Dans la vie, on vit parfois des moments d’exception. De ces instants où le temps s’arrête à l’intérieur de parenthèses géantes et invisibles, formant un cocon autour de soi. Voilà la manière la plus juste de vous expliquer ce que j’ai ressenti samedi 28 août en début de soirée à la Fondation Michalski à Montricher.
En temps normal, cet article aurait dû constituer un compte-rendu de la manifestation mettant un terme à l’expo «De Stefan Zweig à Martin Bodmer: la collection [in]visible», qui a mis en lumière une passion parallèle à l’écriture du célèbre écrivain autrichien: son impressionnante collection de manuscrits littéraires. Cette galerie personnelle des «plus grands maîtres de tous les temps» – Goethe, Balzac, Rimbaud y croisent Racine, Casanova et Wilde – représentait pour lui la possibilité de sonder les mystères de la création artistique, une quête constante au cours de sa vie mouvementée.
Samedi 28 août, cet ultime rendez-vous en marge de l’exposition a débuté par une intéressante table ronde, modérée par le commissaire d’exposition invité Marc Adam Kolakowski et qui avait pour intervenants Oliver Matuschek, biographe de Zweig, ainsi que Jérôme David, co-directeur du Bodmer Lab et auteur de la première monographie sur l’œuvre de Martin Bodmer (bibliophile suisse ayant recueilli la majeure partie de la collection de manuscrits littéraire lorsqu’elle fut vendue par Stefan Zweig avant son exil au Brésil en raison de la menace du nazisme, alors au plus fort de son emprise).

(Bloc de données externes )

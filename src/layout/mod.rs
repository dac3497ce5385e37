//! The gamepad surface
//!
//! A [`Joypad`] is built once from the grid areas of a layout description and
//! then owns everything the controls share: the counters, the motion sensor
//! state, the haptic mixer, the actuator and the host link.
//!
//! # Build
//!
//! ```text
//! grid areas ──► order ──► resolve mnemonics ──► attach ──► layout frame
//!                              │ error
//!                              ▼
//!                         diagnostics
//! ```
//!
//! # Events
//!
//! ```text
//! touch(id) ──► Control ──► Response ──┬─► pulse ──► actuator
//!                                      ├─► repeat / cancel ──► mixer
//!                                      └─► changed ──► state frame ──► host, debug label
//! ```

pub mod ordering;

use crate::config::JoypadConfig;
use crate::controls::{
    Control, ControlKind, Haptic, InputMode, Response, SensorState, Touch, TouchPhase,
};
use crate::diagnostics::{Diagnostic, Diagnostics};
use crate::error::LayoutError;
use crate::frame::{layout_frame, StateFrame};
use crate::geometry::Rect;
use crate::haptics::{Actuator, HapticMixer};
use crate::host::HostLink;
use ordering::DEBUG_ID;
use serde::{Deserialize, Serialize};
use std::time::Instant;
use tracing::{debug, info, trace, warn};

/// Named area of the layout grid.
#[derive(Clone, Debug, PartialEq, Serialize, Deserialize)]
pub struct GridArea {
    pub id: String,
    #[serde(flatten)]
    pub rect: Rect,
}

impl GridArea {
    pub fn new(id: impl Into<String>, rect: Rect) -> Self {
        Self {
            id: id.into(),
            rect,
        }
    }
}

/// Text area echoing the frames sent to the host. Not a control.
#[derive(Clone, Debug, Default, PartialEq, Eq)]
pub struct DebugLabel {
    text: String,
}

impl DebugLabel {
    pub fn text(&self) -> &str {
        &self.text
    }

    fn show(&mut self, frame: &str) {
        self.text.clear();
        self.text.push_str(frame);
    }
}

fn rect_of(areas: &[GridArea], id: &str) -> Option<Rect> {
    areas
        .iter()
        .find(|area| area.id.trim() == id)
        .map(|area| area.rect)
}

#[derive(Debug)]
pub struct Joypad<A: Actuator> {
    controls: Vec<Control>,
    debug_label: Option<DebugLabel>,
    axes: usize,
    buttons: usize,
    sensors: SensorState,
    mixer: HapticMixer,
    actuator: A,
    host: HostLink,
    diagnostics: Diagnostics,
    config: JoypadConfig,
}

impl<A: Actuator> Joypad<A> {
    /// Builds the surface and sends the layout frame.
    ///
    /// Invalid mnemonics are dropped and reported through [`Joypad::diagnostics`].
    pub fn build(
        areas: &[GridArea],
        mode: InputMode,
        config: JoypadConfig,
        host: HostLink,
        actuator: A,
    ) -> Self {
        let mut joypad = Self {
            controls: Vec::new(),
            debug_label: None,
            axes: 0,
            buttons: 0,
            sensors: SensorState::new(config.motion.acceleration_constant),
            mixer: HapticMixer::new(),
            actuator,
            host,
            diagnostics: Diagnostics::new(),
            config,
        };

        for id in ordering::order(areas.iter().map(|area| area.id.as_str())) {
            if id == DEBUG_ID {
                if joypad.debug_label.is_none() {
                    joypad.debug_label = Some(DebugLabel::default());
                }
                continue;
            }
            match Control::from_mnemonic(&id, mode) {
                Ok(control) => joypad.add(control),
                Err(e) => joypad.diagnostics.push(LayoutError::from(e).to_string()),
            }
        }

        for control in joypad.controls.iter_mut() {
            match rect_of(areas, control.id()) {
                Some(rect) => control.attach(rect, &joypad.config.dpad),
                None => warn!("No grid area for {}", control.id()),
            }
        }

        if joypad.axes == 0 && joypad.buttons == 0 {
            joypad.diagnostics.push(LayoutError::EmptyLayout.to_string());
        }

        let frame = joypad.layout_frame();
        info!(
            "Joypad built with {} control(s), {} axes, {} buttons: {}",
            joypad.controls.len(),
            joypad.axes,
            joypad.buttons,
            frame
        );
        if let Some(label) = joypad.debug_label.as_mut() {
            label.show(&frame);
        }
        joypad.host.notify(&frame);
        joypad
    }

    fn add(&mut self, control: Control) {
        self.axes += control.axes();
        self.buttons += control.buttons();
        if let ControlKind::Motion(motion) = control.kind() {
            self.sensors.register(motion.axis().feed(), control.id());
        }
        trace!("Added control {}", control.id());
        self.controls.push(control);
    }

    pub fn controls(&self) -> &[Control] {
        &self.controls
    }

    pub fn control(&self, id: &str) -> Option<&Control> {
        self.controls.iter().find(|c| c.id() == id)
    }

    pub fn axes(&self) -> usize {
        self.axes
    }

    pub fn buttons(&self) -> usize {
        self.buttons
    }

    pub fn debug_label(&self) -> Option<&DebugLabel> {
        self.debug_label.as_ref()
    }

    pub fn sensors(&self) -> &SensorState {
        &self.sensors
    }

    pub fn mixer(&self) -> &HapticMixer {
        &self.mixer
    }

    pub fn actuator(&self) -> &A {
        &self.actuator
    }

    pub fn config(&self) -> &JoypadConfig {
        &self.config
    }

    pub fn diagnostics(&self) -> &Diagnostics {
        &self.diagnostics
    }

    /// Acknowledges the warning on screen and returns the next one.
    pub fn dismiss_diagnostic(&mut self) -> Option<&Diagnostic> {
        self.diagnostics.dismiss()
    }

    pub fn layout_frame(&self) -> String {
        layout_frame(&self.controls)
    }

    pub fn state_frame(&self) -> StateFrame {
        StateFrame::capture(&self.controls, &self.sensors)
    }

    /// Routes a touch event to the control `id`. Returns whether a state frame was sent.
    pub fn touch(&mut self, id: &str, phase: TouchPhase, touches: &[Touch], now: Instant) -> bool {
        let Some(control) = self.controls.iter_mut().find(|c| c.id() == id) else {
            warn!("Touch {:?} for unknown control {}", phase, id);
            return false;
        };
        let response = control.touch(phase, touches, &self.config.haptics);
        self.apply(id, response, now)
    }

    /// Accelerometer sample, in m/s².
    pub fn acceleration(&mut self, x: f64, y: f64, z: f64) -> bool {
        if self.sensors.accelerate(x, y, z).is_none() {
            trace!("Acceleration sample without listener");
            return false;
        }
        self.publish_state();
        true
    }

    /// Orientation sample, in degrees.
    pub fn orientation(&mut self, alpha: f64, beta: f64, gamma: f64) -> bool {
        if self.sensors.orient(alpha, beta, gamma).is_none() {
            trace!("Orientation sample without listener");
            return false;
        }
        self.publish_state();
        true
    }

    /// Re-attaches every control to its new area.
    pub fn resize(&mut self, areas: &[GridArea]) {
        debug!("Resizing joypad to {} area(s)", areas.len());
        for control in self.controls.iter_mut() {
            match rect_of(areas, control.id()) {
                Some(rect) => control.attach(rect, &self.config.dpad),
                None => warn!("No grid area for {} after resize", control.id()),
            }
        }
    }

    /// Drives the haptic mixer. Returns the number of pulses fired.
    pub fn tick_haptics(&mut self, now: Instant) -> usize {
        self.mixer.tick(now, &mut self.actuator)
    }

    fn apply(&mut self, id: &str, response: Response, now: Instant) -> bool {
        for haptic in response.haptics {
            match haptic {
                Haptic::Pulse(pulse) => self.actuator.vibrate(pulse),
                Haptic::Repeat(pattern) => self.mixer.queue(id, pattern, now),
                Haptic::Cancel => self.mixer.unqueue(id),
            }
        }
        if response.changed {
            self.publish_state();
        }
        response.changed
    }

    fn publish_state(&mut self) {
        let frame = self.state_frame().to_string();
        debug!("State frame: {}", frame);
        self.host.notify(&frame);
        if let Some(label) = self.debug_label.as_mut() {
            label.show(&frame);
        }
    }
}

Suivait une lecture de Zweig par le comédien Francis Huster. C’est là que tout a basculé dans un moment d’exception…
L’ex-sociétaire de la Comédie-Française, on le sait, est un formidable comédien. D’une part, il possède une voix chaude et forte, reconnaissable entre toutes, et il transmute des lignes écrites sur une page en partition théâtrale. Le mot partition est choisi à dessein, car Huster joue divinement avec les contrastes, les respirations, la vitesse d’élocution, les silences. Sa voix est musique.
Fascinante maestria
D’autre part, il habite un personnage – en l’occurrence Stefan Zweig, auteur qui a bouleversé sa vie et qui a jalonné à plusieurs reprises sa longue carrière – avec une fascinante maestria.
Pour nous faire ressentir l’essence même de la pensée de l’auteur de «La confusion de sentiments», Huster s’investit à fond et offre une interprétation brûlante de réalisme. Dès lors pendant une heure, il nous replonger 80 ans plus tôt; nous fait rencontrer Stefan Zweig par la force de son incarnation et nous replace dans le contexte des derniers mois de l’écrivain (qui va mettre fin à ses jours le lundi 23 février 1942).
Pêcheurs du bord de Seine
Huster lit un texte écrit un an auparavant, en février 1941 (et republié par Albin Michel en 2020 dans le livre «Pas de défaite pour l’esprit libre»). Dans ce texte, Zweig explique que – dans une «Histoire de la Révolution française» – il a lu que, à l’aube du 21 janvier 1793, au moment même où Louis XVI montait les marches qui le conduisaient vers la guillotine, à quelques mètres de là, des pêcheurs impassibles, assis au bord de la Seine, «restèrent concentrés sur leur bouchon qui flottait».
S’ensuit un texte édifiant (et d’une étonnante modernité) où Zweig constate qu’au milieu des drames et des tragédies de l’Histoire, il existe une majorité de personnes que ce type d’évènement indiffère fondamentalement.
Indifférence coupable… ou même pas? Insensibilité «protectrice» ou alors insensibilité «je-m’en-foutiste»? Déni de la réalité parce que celle-ci est trop brutale?
Cette impassibilité face à l’horreur, face au drame interroge Zweig et Francis Huster nous a fait pénétrer la pensée de l’écrivain avec une acuité émotionnelle et une vibrante intensité qui m’ont touché en plein cœur.
Je ne vais pas rallonger cet article (car quand je suis parti, on ne m’arrête plus…). Juste dire un immense merci à ce comédien d’exception qu’est Francis Huster pour ce moment rare et puissant; et immense merci aussi à ce lieu d’exception qu’est la Fondation Jan Michalski, grâce à laquelle on a l’opportunité de pouvoir vivre de grands moments culturels comme celui-ci.